Across the records, count every line that includes "DocumentRoot" and give the number by itself.

+++ Dataset extract +++

//! Byte encoding for [`Node`] records stored in record pages (spec §3.2).
//! Mirrors the teacher crate's tag-byte-plus-big-endian-fields convention
//! (see `sombra_storage::node`/`edge`) rather than a generic serializer.

use sirix_types::{NodeKey, Result, SirixError};

use crate::node::{NamedData, Node, StructuralData, ValuedData};

const TAG_DOCUMENT_ROOT: u8 = 0;
const TAG_ELEMENT: u8 = 1;
const TAG_TEXT: u8 = 2;
const TAG_ATTRIBUTE: u8 = 3;
const TAG_NAMESPACE: u8 = 4;
const TAG_COMMENT: u8 = 5;
const TAG_PROCESSING_INSTRUCTION: u8 = 6;
const TAG_DELETED: u8 = 7;

pub fn encode(node: &Node) -> Vec<u8> {
    let mut buf = Vec::new();
    buf.extend_from_slice(&node.node_key().0.to_be_bytes());
    match node {
        Node::DocumentRoot {
            hash, structural, ..
        } => {
            buf.push(TAG_DOCUMENT_ROOT);
            buf.extend_from_slice(&hash.to_be_bytes());
            encode_structural(structural, &mut buf);
        }
        Node::Element {
            parent_key,
            hash,
            structural,
            named,
            attributes,
            namespaces,
            ..
        } => {
            buf.push(TAG_ELEMENT);
            buf.extend_from_slice(&parent_key.0.to_be_bytes());
            buf.extend_from_slice(&hash.to_be_bytes());
            encode_structural(structural, &mut buf);
            encode_named(named, &mut buf);
            encode_key_list(attributes, &mut buf);
            encode_key_list(namespaces, &mut buf);
        }
        Node::Text {
            parent_key,
            hash,
            structural,
            valued,
            ..
        } => {
            buf.push(TAG_TEXT);
            buf.extend_from_slice(&parent_key.0.to_be_bytes());
            buf.extend_from_slice(&hash.to_be_bytes());
            encode_structural(structural, &mut buf);
            encode_valued(valued, &mut buf);
        }
        Node::Attribute {
            parent_key,
            hash,
            named,
            valued,
            ..
        } => {
            buf.push(TAG_ATTRIBUTE);
            buf.extend_from_slice(&parent_key.0.to_be_bytes());
            buf.extend_from_slice(&hash.to_be_bytes());
            encode_named(named, &mut buf);
            encode_valued(valued, &mut buf);
        }
        Node::Namespace {
            parent_key,
            hash,
            named,
            ..
        } => {
            buf.push(TAG_NAMESPACE);
            buf.extend_from_slice(&parent_key.0.to_be_bytes());
            buf.extend_from_slice(&hash.to_be_bytes());
            encode_named(named, &mut buf);
        }
        Node::Comment {
            parent_key,
            hash,
            structural,
            valued,
            ..
        } => {
            buf.push(TAG_COMMENT);
            buf.extend_from_slice(&parent_key.0.to_be_bytes());
            buf.extend_from_slice(&hash.to_be_bytes());
            encode_structural(structural, &mut buf);
            encode_valued(valued, &mut buf);
        }
        Node::ProcessingInstruction {
            parent_key,
            hash,
            structural,
            named,
            valued,
            ..
        } => {
            buf.push(TAG_PROCESSING_INSTRUCTION);
            buf.extend_from_slice(&parent_key.0.to_be_bytes());
            buf.extend_from_slice(&hash.to_be_bytes());
            encode_structural(structural, &mut buf);
            encode_named(named, &mut buf);
            encode_valued(valued, &mut buf);
        }
        Node::Deleted { .. } => {
            buf.push(TAG_DELETED);
        }
    }
    buf
}

pub fn decode(data: &[u8]) -> Result<Node> {
    let mut cur = Cursor::new(data);
    let key = NodeKey(cur.take_u64()?);
    let tag = cur.take_u8()?;
    let node = match tag {
        TAG_DOCUMENT_ROOT => {
            let hash = cur.take_u64()?;
            let structural = decode_structural(&mut cur)?;
            Node::DocumentRoot {
                key,
                hash,
                structural,
            }
        }
        TAG_ELEMENT => {
            let parent_key = NodeKey(cur.take_u64()?);
            let hash = cur.take_u64()?;
            let structural = decode_structural(&mut cur)?;
            let named = decode_named(&mut cur)?;
            let attributes = decode_key_list(&mut cur)?;
            let namespaces = decode_key_list(&mut cur)?;
            Node::Element {
                key,
                parent_key,
                hash,
                structural,
                named,
                attributes,
                namespaces,
            }
        }
        TAG_TEXT => {
            let parent_key = NodeKey(cur.take_u64()?);
            let hash = cur.take_u64()?;
            let structural = decode_structural(&mut cur)?;
            let valued = decode_valued(&mut cur)?;
            Node::Text {
                key,
                parent_key,
                hash,
                structural,
                valued,
            }
        }
        TAG_ATTRIBUTE => {
            let parent_key = NodeKey(cur.take_u64()?);
            let hash = cur.take_u64()?;
            let named = decode_named(&mut cur)?;
            let valued = decode_valued(&mut cur)?;
            Node::Attribute {
                key,
                parent_key,
                hash,
                named,
                valued,
            }
        }
        TAG_NAMESPACE => {
            let parent_key = NodeKey(cur.take_u64()?);
            let hash = cur.take_u64()?;
            let named = decode_named(&mut cur)?;
            Node::Namespace {
                key,
                parent_key,
                hash,
                named,
            }
        }
        TAG_COMMENT => {
            let parent_key = NodeKey(cur.take_u64()?);
            let hash = cur.take_u64()?;
            let structural = decode_structural(&mut cur)?;
            let valued = decode_valued(&mut cur)?;
            Node::Comment {
                key,
                parent_key,
                hash,
                structural,
                valued,
            }
        }
        TAG_PROCESSING_INSTRUCTION => {
            let parent_key = NodeKey(cur.take_u64()?);
            let hash = cur.take_u64()?;
            let structural = decode_structural(&mut cur)?;
            let named = decode_named(&mut cur)?;
            let valued = decode_valued(&mut cur)?;
            Node::ProcessingInstruction {
                key,
                parent_key,
                hash,
                structural,
                named,
                valued,
            }
        }
        TAG_DELETED => Node::Deleted { key },
        _ => return Err(SirixError::Corruption("unknown node record tag")),
    };
    Ok(node)
}

fn encode_structural(structural: &StructuralData, buf: &mut Vec<u8>) {
    encode_option_key(structural.first_child_key, buf);
    encode_option_key(structural.left_sibling_key, buf);
    encode_option_key(structural.right_sibling_key, buf);
    buf.extend_from_slice(&structural.child_count.to_be_bytes());
    buf.extend_from_slice(&structural.descendant_count.to_be_bytes());
}

fn decode_structural(cur: &mut Cursor<'_>) -> Result<StructuralData> {
    Ok(StructuralData {
        first_child_key: decode_option_key(cur)?,
        left_sibling_key: decode_option_key(cur)?,
        right_sibling_key: decode_option_key(cur)?,
        child_count: cur.take_u64()?,
        descendant_count: cur.take_u64()?,
    })
}

fn encode_named(named: &NamedData, buf: &mut Vec<u8>) {
    buf.extend_from_slice(&named.name_key.to_be_bytes());
    buf.extend_from_slice(&named.uri_key.to_be_bytes());
    encode_option_key(named.path_node_key, buf);
}

fn decode_named(cur: &mut Cursor<'_>) -> Result<NamedData> {
    Ok(NamedData {
        name_key: cur.take_u32()?,
        uri_key: cur.take_u32()?,
        path_node_key: decode_option_key(cur)?,
    })
}

fn encode_valued(valued: &ValuedData, buf: &mut Vec<u8>) {
    buf.push(valued.compressed as u8);
    let len = valued.value.len() as u32;
    buf.extend_from_slice(&len.to_be_bytes());
    buf.extend_from_slice(&valued.value);
}

fn decode_valued(cur: &mut Cursor<'_>) -> Result<ValuedData> {
    let compressed = cur.take_u8()? != 0;
    let len = cur.take_u32()? as usize;
    let value = cur.take_bytes(len)?.to_vec();
    Ok(ValuedData { value, compressed })
}

fn encode_option_key(key: Option<NodeKey>, buf: &mut Vec<u8>) {
    match key {
        Some(k) => {
            buf.push(1);
            buf.extend_from_slice(&k.0.to_be_bytes());
        }
        None => buf.push(0),
    }
}

fn decode_option_key(cur: &mut Cursor<'_>) -> Result<Option<NodeKey>> {
    match cur.take_u8()? {
        0 => Ok(None),
        1 => Ok(Some(NodeKey(cur.take_u64()?))),
        _ => Err(SirixError::Corruption("invalid option-key discriminant")),
    }
}

fn encode_key_list(keys: &[NodeKey], buf: &mut Vec<u8>) {
    buf.extend_from_slice(&(keys.len() as u16).to_be_bytes());
    for key in keys {
        buf.extend_from_slice(&key.0.to_be_bytes());
    }
}

fn decode_key_list(cur: &mut Cursor<'_>) -> Result<Vec<NodeKey>> {
    let count = cur.take_u16()? as usize;
    let mut keys = Vec::with_capacity(count);
    for _ in 0..count {
        keys.push(NodeKey(cur.take_u64()?));
    }
    Ok(keys)
}

struct Cursor<'a> {
    data: &'a [u8],
    pos: usize,
}

impl<'a> Cursor<'a> {
    fn new(data: &'a [u8]) -> Self {
        Self { data, pos: 0 }
    }

    fn take_bytes(&mut self, len: usize) -> Result<&'a [u8]> {
        if self.pos + len > self.data.len() {
            return Err(SirixError::Corruption("node record truncated"));
        }
        let slice = &self.data[self.pos..self.pos + len];
        self.pos += len;
        Ok(slice)
    }

    fn take_u8(&mut self) -> Result<u8> {
        Ok(self.take_bytes(1)?[0])
    }

    fn take_u16(&mut self) -> Result<u16> {
        Ok(u16::from_be_bytes(self.take_bytes(2)?.try_into().unwrap()))
    }

    fn take_u32(&mut self) -> Result<u32> {
        Ok(u32::from_be_bytes(self.take_bytes(4)?.try_into().unwrap()))
    }

    fn take_u64(&mut self) -> Result<u64> {
        Ok(u64::from_be_bytes(self.take_bytes(8)?.try_into().unwrap()))
    }
}

#[cfg(test)]
mod tests {
    use super::*;

    #[test]
    fn element_round_trips_with_attributes_and_namespaces() {
        let node = Node::Element {
            key: NodeKey(5),
            parent_key: NodeKey(1),
            hash: 0xABCD,
            structural: StructuralData {
                first_child_key: Some(NodeKey(6)),
                left_sibling_key: None,
                right_sibling_key: Some(NodeKey(9)),
                child_count: 1,
                descendant_count: 3,
            },
            named: NamedData {
                name_key: 42,
                uri_key: 0,
                path_node_key: Some(NodeKey(2)),
            },
            attributes: vec![NodeKey(7)],
            namespaces: vec![NodeKey(8), NodeKey(10)],
        };
        let bytes = encode(&node);
        let decoded = decode(&bytes).unwrap();
        assert_eq!(decoded, node);
    }

    #[test]
    fn text_round_trips() {
        let node = Node::Text {
            key: NodeKey(11),
            parent_key: NodeKey(1),
            hash: 7,
            structural: StructuralData::default(),
            valued: ValuedData {
                value: b"hello".to_vec(),
                compressed: false,
            },
        };
        let bytes = encode(&node);
        assert_eq!(decode(&bytes).unwrap(), node);
    }

    #[test]
    fn deleted_round_trips_as_tombstone() {
        let node = Node::Deleted { key: NodeKey(3) };
        let bytes = encode(&node);
        let decoded = decode(&bytes).unwrap();
        assert!(decoded.is_tombstone());
        assert_eq!(decoded.node_key(), NodeKey(3));
    }

    #[test]
    fn truncated_record_is_corruption() {
        let err = decode(&[0, 0, 0, 0, 0, 0, 0, 1]).unwrap_err();
        assert!(matches!(err, SirixError::Corruption(_)));
    }
}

+++

◆ Answer to this problem
2